**EXERCISE**.
Restate each entry below word for word, without skipping any.

**RECORDS SUPPLIED**.
━━━━━━━━━━━━━━━━
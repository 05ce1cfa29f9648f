//! Attribute-anchored layout.
//!
//! Title comes from the heading, price from the second span of the
//! `CARD_PRICE*` element, and lot/distance/unit from the first block whose
//! text starts with "Lot #" (lot line, then "distance unit").

use std::sync::LazyLock;

use scraper::{ElementRef, Html, Selector};

use super::normalize::{normalize_amount, normalize_bounded_distance};
use super::{parse_lot_line, ExtractError, LOT_PREFIX};
use crate::models::{ListingDetails, ListingRecord};
use crate::render::container::container_element;
use crate::render::ListingContainer;
use crate::utils::rendered_text;

static TITLE: LazyLock<Selector> = LazyLock::new(|| Selector::parse("h3").unwrap());
static PRICE_BOX: LazyLock<Selector> =
    LazyLock::new(|| Selector::parse("[id^='CARD_PRICE']").unwrap());
static SPAN: LazyLock<Selector> = LazyLock::new(|| Selector::parse("span").unwrap());
static BLOCK: LazyLock<Selector> = LazyLock::new(|| Selector::parse("div").unwrap());

pub(super) fn extract(container: &ListingContainer) -> Result<ListingRecord, ExtractError> {
    let fragment = Html::parse_fragment(&container.html);
    let root = container_element(&fragment).ok_or(ExtractError::ElementNotFound("container"))?;

    let title = descendants(root, &TITLE)
        .next()
        .map(rendered_text)
        .ok_or(ExtractError::ElementNotFound("h3"))?;

    let price_text = descendants(root, &PRICE_BOX)
        .next()
        .and_then(|price_box| price_box.select(&SPAN).nth(1))
        .map(rendered_text)
        .ok_or(ExtractError::ElementNotFound("[id^='CARD_PRICE'] span (2nd)"))?;

    let (lot, distance_text, unit) = find_lot_block(root)?;

    let price = normalize_amount(&price_text).map_err(ExtractError::field("price"))?;
    let distance =
        normalize_bounded_distance(&distance_text).map_err(ExtractError::field("distance"))?;

    Ok(ListingRecord {
        lot,
        title,
        price,
        details: ListingDetails::Attribute { distance, unit },
    })
}

/// Matching descendants of `root`, excluding `root` itself.
fn descendants<'a>(
    root: ElementRef<'a>,
    selector: &'a Selector,
) -> impl Iterator<Item = ElementRef<'a>> + 'a {
    let root_id = root.id();
    root.select(selector).filter(move |el| el.id() != root_id)
}

/// Scan blocks in DOM order for the first whose text starts with "Lot #".
fn find_lot_block(root: ElementRef<'_>) -> Result<(String, String, String), ExtractError> {
    let text = descendants(root, &BLOCK)
        .map(rendered_text)
        .find(|text| text.starts_with(LOT_PREFIX))
        .ok_or(ExtractError::LotNumberNotFound)?;

    let mut lines = text.lines();
    let lot = parse_lot_line(lines.next().unwrap_or_default())?;

    let mileage = lines.next().ok_or_else(|| {
        ExtractError::UnexpectedLayout(format!("lot block has no distance line: {:?}", text))
    })?;
    let mut parts = mileage.split_whitespace();
    match (parts.next(), parts.next()) {
        (Some(distance), Some(unit)) => Ok((lot, distance.to_string(), unit.to_string())),
        _ => Err(ExtractError::UnexpectedLayout(format!(
            "expected \"<distance> <unit>\", got {:?}",
            mileage
        ))),
    }
}

#[cfg(test)]
mod tests {
    use super::*;
    use crate::extract::NormalizeError;
    use crate::models::Price;

    fn card(title: &str, price: &str, lot_block: &str) -> ListingContainer {
        ListingContainer::from_html(
            1,
            format!(
                r#"<div class="list-card-container">
                    <a href="/motors/1"><img src="car.jpg"></a>
                    <h3> {title} </h3>
                    <div id="CARD_PRICE_1"><span>AED</span> <span>{price}</span></div>
                    <div class="details">{lot_block}</div>
                </div>"#
            ),
        )
    }

    #[test]
    fn test_extract_accord() {
        let container = card(
            "2019 Honda Accord",
            "45,000",
            "<div>Lot #12345</div><div>1,200 km</div>",
        );
        let record = extract(&container).unwrap();

        assert_eq!(record.lot, "12345");
        assert_eq!(record.title, "2019 Honda Accord");
        assert_eq!(record.price, Price::from_cents(4_500_000));
        assert_eq!(
            record.details,
            ListingDetails::Attribute {
                distance: 1200,
                unit: "km".to_string()
            }
        );
    }

    #[test]
    fn test_missing_lot_block() {
        let container = card("2019 Honda Accord", "45,000", "<div>1,200 km</div>");
        assert_eq!(extract(&container), Err(ExtractError::LotNumberNotFound));
    }

    #[test]
    fn test_missing_heading() {
        let container = ListingContainer::from_html(
            1,
            r#"<div><div id="CARD_PRICE_2"><span>AED</span><span>1</span></div></div>"#,
        );
        assert_eq!(extract(&container), Err(ExtractError::ElementNotFound("h3")));
    }

    #[test]
    fn test_missing_price_span() {
        let container = ListingContainer::from_html(
            1,
            r#"<div><h3>Civic</h3><div id="CARD_PRICE_3"><span>AED</span></div>
               <div><div>Lot #1</div><div>10 km</div></div></div>"#,
        );
        assert!(matches!(
            extract(&container),
            Err(ExtractError::ElementNotFound(_))
        ));
    }

    #[test]
    fn test_distance_out_of_range() {
        let container = card(
            "2016 Honda Pilot",
            "30,500",
            "<div>Lot #777</div><div>70,000 km</div>",
        );
        assert_eq!(
            extract(&container),
            Err(ExtractError::Field {
                field: "distance",
                source: NormalizeError::OutOfRange("70,000".to_string()),
            })
        );
    }

    #[test]
    fn test_lot_block_without_unit() {
        let container = card("2016 Honda Pilot", "30,500", "<div>Lot #777</div><div>70</div>");
        assert!(matches!(
            extract(&container),
            Err(ExtractError::UnexpectedLayout(_))
        ));
    }
}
━━━━━━━━━━━━━━━━
**TASK ANSWER**.
repository 05ce1cfa29f9648f
//! Attribute-anchored layout.
//!
//! Title comes from the heading, price from the second span of the
//! `CARD_PRICE*` element, and lot/distance/unit from the first block whose
//! text starts with "Lot #" (lot line, then "distance unit").

use std::sync::LazyLock;

use scraper::{ElementRef, Html, Selector};

use super::normalize::{normalize_amount, normalize_bounded_distance};
use super::{parse_lot_line, ExtractError, LOT_PREFIX};
use crate::models::{ListingDetails, ListingRecord};
use crate::render::container::container_element;
use crate::render::ListingContainer;
use crate::utils::rendered_text;

static TITLE: LazyLock<Selector> = LazyLock::new(|| Selector::parse("h3").unwrap());
static PRICE_BOX: LazyLock<Selector> =
    LazyLock::new(|| Selector::parse("[id^='CARD_PRICE']").unwrap());
static SPAN: LazyLock<Selector> = LazyLock::new(|| Selector::parse("span").unwrap());
static BLOCK: LazyLock<Selector> = LazyLock::new(|| Selector::parse("div").unwrap());

pub(super) fn extract(container: &ListingContainer) -> Result<ListingRecord, ExtractError> {
    let fragment = Html::parse_fragment(&container.html);
    let root = container_element(&fragment).ok_or(ExtractError::ElementNotFound("container"))?;

    let title = descendants(root, &TITLE)
        .next()
        .map(rendered_text)
        .ok_or(ExtractError::ElementNotFound("h3"))?;

    let price_text = descendants(root, &PRICE_BOX)
        .next()
        .and_then(|price_box| price_box.select(&SPAN).nth(1))
        .map(rendered_text)
        .ok_or(ExtractError::ElementNotFound("[id^='CARD_PRICE'] span (2nd)"))?;

    let (lot, distance_text, unit) = find_lot_block(root)?;

    let price = normalize_amount(&price_text).map_err(ExtractError::field("price"))?;
    let distance =
        normalize_bounded_distance(&distance_text).map_err(ExtractError::field("distance"))?;

    Ok(ListingRecord {
        lot,
        title,
        price,
        details: ListingDetails::Attribute { distance, unit },
    })
}

/// Matching descendants of `root`, excluding `root` itself.
fn descendants<'a>(
    root: ElementRef<'a>,
    selector: &'a Selector,
) -> impl Iterator<Item = ElementRef<'a>> + 'a {
    let root_id = root.id();
    root.select(selector).filter(move |el| el.id() != root_id)
}

/// Scan blocks in DOM order for the first whose text starts with "Lot #".
fn find_lot_block(root: ElementRef<'_>) -> Result<(String, String, String), ExtractError> {
    let text = descendants(root, &BLOCK)
        .map(rendered_text)
        .find(|text| text.starts_with(LOT_PREFIX))
        .ok_or(ExtractError::LotNumberNotFound)?;

    let mut lines = text.lines();
    let lot = parse_lot_line(lines.next().unwrap_or_default())?;

    let mileage = lines.next().ok_or_else(|| {
        ExtractError::UnexpectedLayout(format!("lot block has no distance line: {:?}", text))
    })?;
    let mut parts = mileage.split_whitespace();
    match (parts.next(), parts.next()) {
        (Some(distance), Some(unit)) => Ok((lot, distance.to_string(), unit.to_string())),
        _ => Err(ExtractError::UnexpectedLayout(format!(
            "expected \"<distance> <unit>\", got {:?}",
            mileage
        ))),
    }
}

#[cfg(test)]
mod tests {
    use super::*;
    use crate::extract::NormalizeError;
    use crate::models::Price;

    fn card(title: &str, price: &str, lot_block: &str) -> ListingContainer {
        ListingContainer::from_html(
            1,
            format!(
                r#"<div class="list-card-container">
                    <a href="/motors/1"><img src="car.jpg"></a>
                    <h3> {title} </h3>
                    <div id="CARD_PRICE_1"><span>AED</span> <span>{price}</span></div>
                    <div class="details">{lot_block}</div>
                </div>"#
            ),
        )
    }

    #[test]
    fn test_extract_accord() {
        let container = card(
            "2019 Honda Accord",
            "45,000",
            "<div>Lot #12345</div><div>1,200 km</div>",
        );
        let record = extract(&container).unwrap();

        assert_eq!(record.lot, "12345");
        assert_eq!(record.title, "2019 Honda Accord");
        assert_eq!(record.price, Price::from_cents(4_500_000));
        assert_eq!(
            record.details,
            ListingDetails::Attribute {
                distance: 1200,
                unit: "km".to_string()
            }
        );
    }

    #[test]
    fn test_missing_lot_block() {
        let container = card("2019 Honda Accord", "45,000", "<div>1,200 km</div>");
        assert_eq!(extract(&container), Err(ExtractError::LotNumberNotFound));
    }

    #[test]
    fn test_missing_heading() {
        let container = ListingContainer::from_html(
            1,
            r#"<div><div id="CARD_PRICE_2"><span>AED</span><span>1</span></div></div>"#,
        );
        assert_eq!(extract(&container), Err(ExtractError::ElementNotFound("h3")));
    }

    #[test]
    fn test_missing_price_span() {
        let container = ListingContainer::from_html(
            1,
            r#"<div><h3>Civic</h3><div id="CARD_PRICE_3"><span>AED</span></div>
               <div><div>Lot #1</div><div>10 km</div></div></div>"#,
        );
        assert!(matches!(
            extract(&container),
            Err(ExtractError::ElementNotFound(_))
        ));
    }

    #[test]
    fn test_distance_out_of_range() {
        let container = card(
            "2016 Honda Pilot",
            "30,500",
            "<div>Lot #777</div><div>70,000 km</div>",
        );
        assert_eq!(
            extract(&container),
            Err(ExtractError::Field {
                field: "distance",
                source: NormalizeError::OutOfRange("70,000".to_string()),
            })
        );
    }

    #[test]
    fn test_lot_block_without_unit() {
        let container = card("2016 Honda Pilot", "30,500", "<div>Lot #777</div><div>70</div>");
        assert!(matches!(
            extract(&container),
            Err(ExtractError::UnexpectedLayout(_))
        ));
    }
}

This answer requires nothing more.